New York CNN Business  — 

Elon Musk has landed in court several times for his tweets. Unsurprisingly, he has some thoughts about Twitter.

Twitter (TWTR) CEO Jack Dorsey casually called Musk at an employee conference Thursday and asked his fellow tech titan for any feedback.

“If you were running Twitter, what would you do?” Dorsey asked. Musk, who has 30 million Twitter followers, said it “would be helpful to differentiate” between real users and bots or a “troll army.”

“How do you tell if the feedback is real or someone trying to manipulate the system,” Musk added. “So, some way to try to differentiate a real person or someone just trying to game the system.”

Twitter declined to comment. But Yoel Roth, Twitter’s head of site integrity, thanked Musk for his feedback and pointed him toward Twitter’s policies.

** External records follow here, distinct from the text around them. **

//! Notifications for whatever renders the menu.

use std::io::Write;

use serde::Serialize;

use crate::binding::MenuBinding;

/// Receiver of the resolver's output.
pub trait MenuSurface {
    fn on_active_title_changed(&mut self, title: &str);
    fn on_binding_changed(&mut self, binding: &MenuBinding);
}

/// One surface notification, as written by [`JsonLinesSurface`].
#[derive(Debug, Clone, PartialEq, Eq, Serialize)]
#[serde(tag = "type", rename_all = "snake_case")]
pub enum SurfaceUpdate {
    Title { title: String },
    Binding { binding: MenuBinding },
}

/// Writes every notification as one JSON object per line, for a panel
/// process to consume.
#[derive(Debug)]
pub struct JsonLinesSurface<W> {
    out: W,
}

impl<W: Write> JsonLinesSurface<W> {
    pub fn new(out: W) -> Self {
        Self { out }
    }

    pub fn into_inner(self) -> W {
        self.out
    }

    fn emit(&mut self, update: &SurfaceUpdate) {
        let result = serde_json::to_writer(&mut self.out, update)
            .map_err(std::io::Error::from)
            .and_then(|()| writeln!(self.out))
            .and_then(|()| self.out.flush());
        if let Err(e) = result {
            tracing::warn!(error = %e, "Failed to write surface update");
        }
    }
}

impl<W: Write> MenuSurface for JsonLinesSurface<W> {
    fn on_active_title_changed(&mut self, title: &str) {
        self.emit(&SurfaceUpdate::Title {
            title: title.to_string(),
        });
    }

    fn on_binding_changed(&mut self, binding: &MenuBinding) {
        self.emit(&SurfaceUpdate::Binding {
            binding: binding.clone(),
        });
    }
}

/// Keeps every notification in order.
impl MenuSurface for Vec<SurfaceUpdate> {
    fn on_active_title_changed(&mut self, title: &str) {
        self.push(SurfaceUpdate::Title {
            title: title.to_string(),
        });
    }

    fn on_binding_changed(&mut self, binding: &MenuBinding) {
        self.push(SurfaceUpdate::Binding {
            binding: binding.clone(),
        });
    }
}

The CEO of Tesla and SpaceX has a point: Twitter is overrun with bots and has struggled to stamp out disinformation campaigns, malicious behavior and spam. It has put in place a series of measures to limit the activity including limiting the amount of accounts people can follow and measuring “behavioral signals” to keep conversations and search results on topic.

Dorsey has also publicly commented on making Twitter a better place. He previously told CNN that his team is “ready to question everything” about how Twitter operates. Some measures appear to be working: Twitter said last year that spammy and suspicious behavior fell nearly 20%.

But sometimes the toxicity comes from Twitter users like Musk. Last year, he was taken to court for calling British caver Vernon Unsworth a “pedo guy” on Twitter. Unsworth had helped rescue 12 boys and their soccer coach from a flooded Thai cave last year. He sued Musk over the twitter, but a court found that Musk didn’t defame him.

Musk has also harmed his car company with his tweets. He once randomly tweeted that he would take Tesla private at $420 a share. His tweets landed Musk in hot water with the Securities and Exchange Commission, as well as with investors. The SEC found Musk’s tweets had misled shareholders: He never actually secured the funding to take the company private.

Musk paid the regulator $20 million in a settlement fee in October 2018, and he agreed to give up his position as chairman of the company.